*Prompt*
Lift out each line of the data that holds "evaluations".

*Records to process*

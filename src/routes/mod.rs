pub mod analytics;
pub mod cycles;
pub mod evaluations;
pub mod interests;
pub mod matches;
pub mod matching;
pub mod mentorships;
pub mod notifications;
pub mod programs;

use crate::AppState;
use axum::{
    Router,
    routing::{delete, get, post},
};

pub fn create_router(state: AppState) -> Router {
    Router::new()
        .route("/cycles", post(cycles::create_cycle))
        .route("/cycles", get(cycles::get_cycles))
        .route("/cycles/:cycle_id", get(cycles::get_cycle_by_id))
        .route("/cycles/:cycle_id", delete(cycles::delete_cycle))
        .route("/cycles/:cycle_id/launch", post(cycles::launch_cycle))
        .route("/cycles/:cycle_id/complete", post(cycles::complete_cycle))
        .route("/interests", post(interests::register_interest))
        .route("/interests", get(interests::get_interests))
        .route(
            "/interests/:interest_id/withdraw",
            post(interests::withdraw_interest),
        )
        .route("/matching/pool", get(matching::get_available_pool))
        .route("/matching/run", post(matching::run_automated_matching))
        .route("/matching/assign", post(matching::assign_manually))
        .route("/matches", get(matches::get_matches))
        .route("/matches/approve", post(matches::approve_matches))
        .route("/matches/:match_id", get(matches::get_match_by_id))
        .route("/matches/:match_id/approve", post(matches::approve_match))
        .route("/matches/:match_id/reject", post(matches::reject_match))
        .route("/mentorships", get(mentorships::get_mentorships))
        .route(
            "/mentorships/:mentorship_id",
            get(mentorships::get_mentorship_by_id),
        )
        .route(
            "/mentorships/:mentorship_id/start",
            post(mentorships::start_mentorship),
        )
        .route(
            "/mentorships/:mentorship_id/complete",
            post(mentorships::complete_mentorship),
        )
        .route(
            "/mentorships/:mentorship_id/cancel",
            post(mentorships::cancel_mentorship),
        )
        .route(
            "/mentorships/:mentorship_id/sessions",
            post(mentorships::record_session),
        )
        .route(
            "/mentorships/:mentorship_id/progress",
            get(programs::get_progress),
        )
        .route(
            "/mentorships/:mentorship_id/progress/recompute",
            post(programs::recompute_progress),
        )
        .route(
            "/mentorships/:mentorship_id/evaluations",
            post(evaluations::submit_evaluation),
        )
        .route(
            "/mentorships/:mentorship_id/evaluations",
            get(evaluations::get_evaluations),
        )
        .route(
            "/mentorships/:mentorship_id/certificate",
            post(evaluations::issue_certificate),
        )
        .route(
            "/programs/:program_id/advance-week",
            post(programs::advance_week),
        )
        .route("/programs/:program_id/tasks", post(programs::create_task))
        .route("/programs/:program_id/tasks", get(programs::get_tasks))
        .route("/tasks/:task_id/start", post(programs::start_task))
        .route("/tasks/:task_id/complete", post(programs::complete_task))
        .route("/analytics/progress", get(analytics::get_mentorship_progress))
        .route("/analytics/summary", get(analytics::get_mentorship_analytics))
        .route(
            "/notifications/onboarding",
            post(notifications::send_onboarding),
        )
        .with_state(state)
}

*Finished exercise*
pub mod evaluations;
            "/mentorships/:mentorship_id/evaluations",
            post(evaluations::submit_evaluation),
            "/mentorships/:mentorship_id/evaluations",
            get(evaluations::get_evaluations),
            post(evaluations::issue_certificate),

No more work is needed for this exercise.